All that led to the end of a government, in a way that will continue to reverberate, to the detriment of many people’s view of democracy in this country, for decades to come.

What the British think

Only last week, on November 23, IPSOS published a poll saying that politicians are the least trustworthy of working Britons. Pictured alongside Rishi is a very young Piers Morgan when he edited The Mirror. Journalists have a trustworthiness rating of 29%, compared to politicians in general at 12%:

Guido has the full chart of occupations participants were asked to rank in order of trustworthiness:

Hardly unsurprisingly, public trust in politicians to tell the truth has fallen to its lowest level ever, according to the latest Ipsos poll.
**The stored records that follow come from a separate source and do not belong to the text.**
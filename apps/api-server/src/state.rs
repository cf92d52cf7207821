//! Application state - shared across all handlers.

use std::io;
use std::sync::Arc;

use playgrade_core::ports::{
    FollowRepository, ImageStore, LikeRepository, PasswordService, PostRepository,
    ReplyRepository, TokenService, UserRepository,
};
use playgrade_infra::{Argon2PasswordService, InMemoryStore, JwtTokenService, LocalImageStore};

use crate::config::AppConfig;

/// The five repositories, backed by one storage engine.
#[derive(Clone)]
pub struct Repositories {
    pub users: Arc<dyn UserRepository>,
    pub posts: Arc<dyn PostRepository>,
    pub replies: Arc<dyn ReplyRepository>,
    pub likes: Arc<dyn LikeRepository>,
    pub follows: Arc<dyn FollowRepository>,
}

impl Repositories {
    /// In-memory repositories; data is lost on restart.
    pub fn in_memory() -> Self {
        let store = Arc::new(InMemoryStore::new());
        Self {
            users: store.clone(),
            posts: store.clone(),
            replies: store.clone(),
            likes: store.clone(),
            follows: store,
        }
    }

    #[cfg(feature = "postgres")]
    pub fn postgres(db: playgrade_infra::database::DbConn) -> Self {
        use playgrade_infra::database::{
            PostgresFollowRepository, PostgresLikeRepository, PostgresPostRepository,
            PostgresReplyRepository, PostgresUserRepository,
        };

        Self {
            users: Arc::new(PostgresUserRepository::new(db.clone())),
            posts: Arc::new(PostgresPostRepository::new(db.clone())),
            replies: Arc::new(PostgresReplyRepository::new(db.clone())),
            likes: Arc::new(PostgresLikeRepository::new(db.clone())),
            follows: Arc::new(PostgresFollowRepository::new(db)),
        }
    }

    /// Connect to Postgres when configured, falling back to memory otherwise.
    pub async fn from_config(config: &AppConfig) -> Self {
        #[cfg(feature = "postgres")]
        {
            if let Some(settings) = &config.database {
                match connect_postgres(settings).await {
                    Ok(db) => return Self::postgres(db),
                    Err(e) => tracing::error!(
                        "Failed to initialize database: {}. Using in-memory fallback.",
                        e
                    ),
                }
            } else {
                tracing::warn!("DATABASE_URL not set. Running without database (in-memory mode).");
            }
        }

        #[cfg(not(feature = "postgres"))]
        {
            let _ = config;
            tracing::info!("Running without postgres feature - using in-memory repositories");
        }

        Self::in_memory()
    }
}

#[cfg(feature = "postgres")]
async fn connect_postgres(
    settings: &crate::config::DatabaseSettings,
) -> Result<playgrade_infra::database::DbConn, String> {
    use migration::{Migrator, MigratorTrait};
    use playgrade_infra::database::{DatabaseConfig, connect};

    let mut db_config = DatabaseConfig::new(settings.url.clone());
    db_config.max_connections = settings.max_connections;
    db_config.min_connections = settings.min_connections;

    let db = connect(&db_config).await.map_err(|e| e.to_string())?;

    if settings.run_migrations {
        Migrator::up(&db, None).await.map_err(|e| e.to_string())?;
        tracing::info!("Database migrations applied");
    }

    Ok(db)
}

/// Shared application state.
#[derive(Clone)]
pub struct AppState {
    pub users: Arc<dyn UserRepository>,
    pub posts: Arc<dyn PostRepository>,
    pub replies: Arc<dyn ReplyRepository>,
    pub likes: Arc<dyn LikeRepository>,
    pub follows: Arc<dyn FollowRepository>,
    pub images: Arc<dyn ImageStore>,
    pub tokens: Arc<dyn TokenService>,
    pub passwords: Arc<dyn PasswordService>,
    /// Upper bound on the size of one multipart request body.
    pub max_upload_bytes: usize,
}

impl AppState {
    pub fn new(
        repos: Repositories,
        images: Arc<dyn ImageStore>,
        tokens: Arc<dyn TokenService>,
        passwords: Arc<dyn PasswordService>,
        max_upload_bytes: usize,
    ) -> Self {
        Self {
            users: repos.users,
            posts: repos.posts,
            replies: repos.replies,
            likes: repos.likes,
            follows: repos.follows,
            images,
            tokens,
            passwords,
            max_upload_bytes,
        }
    }

    /// Build the application state with appropriate implementations.
    pub async fn from_config(config: &AppConfig) -> io::Result<Self> {
        let repos = Repositories::from_config(config).await;

        let images = LocalImageStore::new(config.upload_dir.clone())
            .await
            .map_err(io::Error::other)?;

        tracing::info!("Application state initialized");

        Ok(Self::new(
            repos,
            Arc::new(images),
            Arc::new(JwtTokenService::from_env()),
            Arc::new(Argon2PasswordService::new()),
            config.max_upload_bytes,
        ))
    }

    /// Best-effort removal of stored images; failures are only logged.
    pub async fn discard_images<I>(&self, urls: I)
    where
        I: IntoIterator<Item = String>,
    {
        for url in urls {
            if let Err(e) = self.images.remove(&url).await {
                tracing::warn!(image = %url, error = %e, "Failed to remove image");
            }
        }
    }
}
Just 12% of the public now trusts politicians to tell the truth, lower than advertising executives (14%) and government ministers (16%).

Unfortunately for journalists they don’t fare much better, at just 29% – one percent above estate agents…

Nurses and doctors ranked the highest at 89% and 85%, respectively.

Television news readers ranked at 58%, above clergy/priests and the man in the street, both of which tied on 55%.

Conclusion

On November 22, roughly one month after Truss resigned, Dan Wootton did a follow up on GB News.

Nigel Farage told him:

Hunt was the coup. Sunak is little more than a puppet.

Wootton also interviewed Ranil Jayawardena, who served as Secretary of State for DEFRA, the Department of Environment, Food and Rural Affairs. He was very gracious and didn’t want to get into any controversies. Wootton, who was a big Truss supporter, wanted to know how both of them were faring. He said that they were fine.

I’m including the nine-minute interview here just so you can hear Ranil Jayawardena’s voice. He should record audio books in his retirement. Someone in the comments to the video said that he sounds like Boris. He sounds a thousand times better than Boris. This is received pronunciation, rarely heard today in such mellifluous tones:

The Liz Truss saga ends here.

I fear the worst, for the Conservative Party and for the British.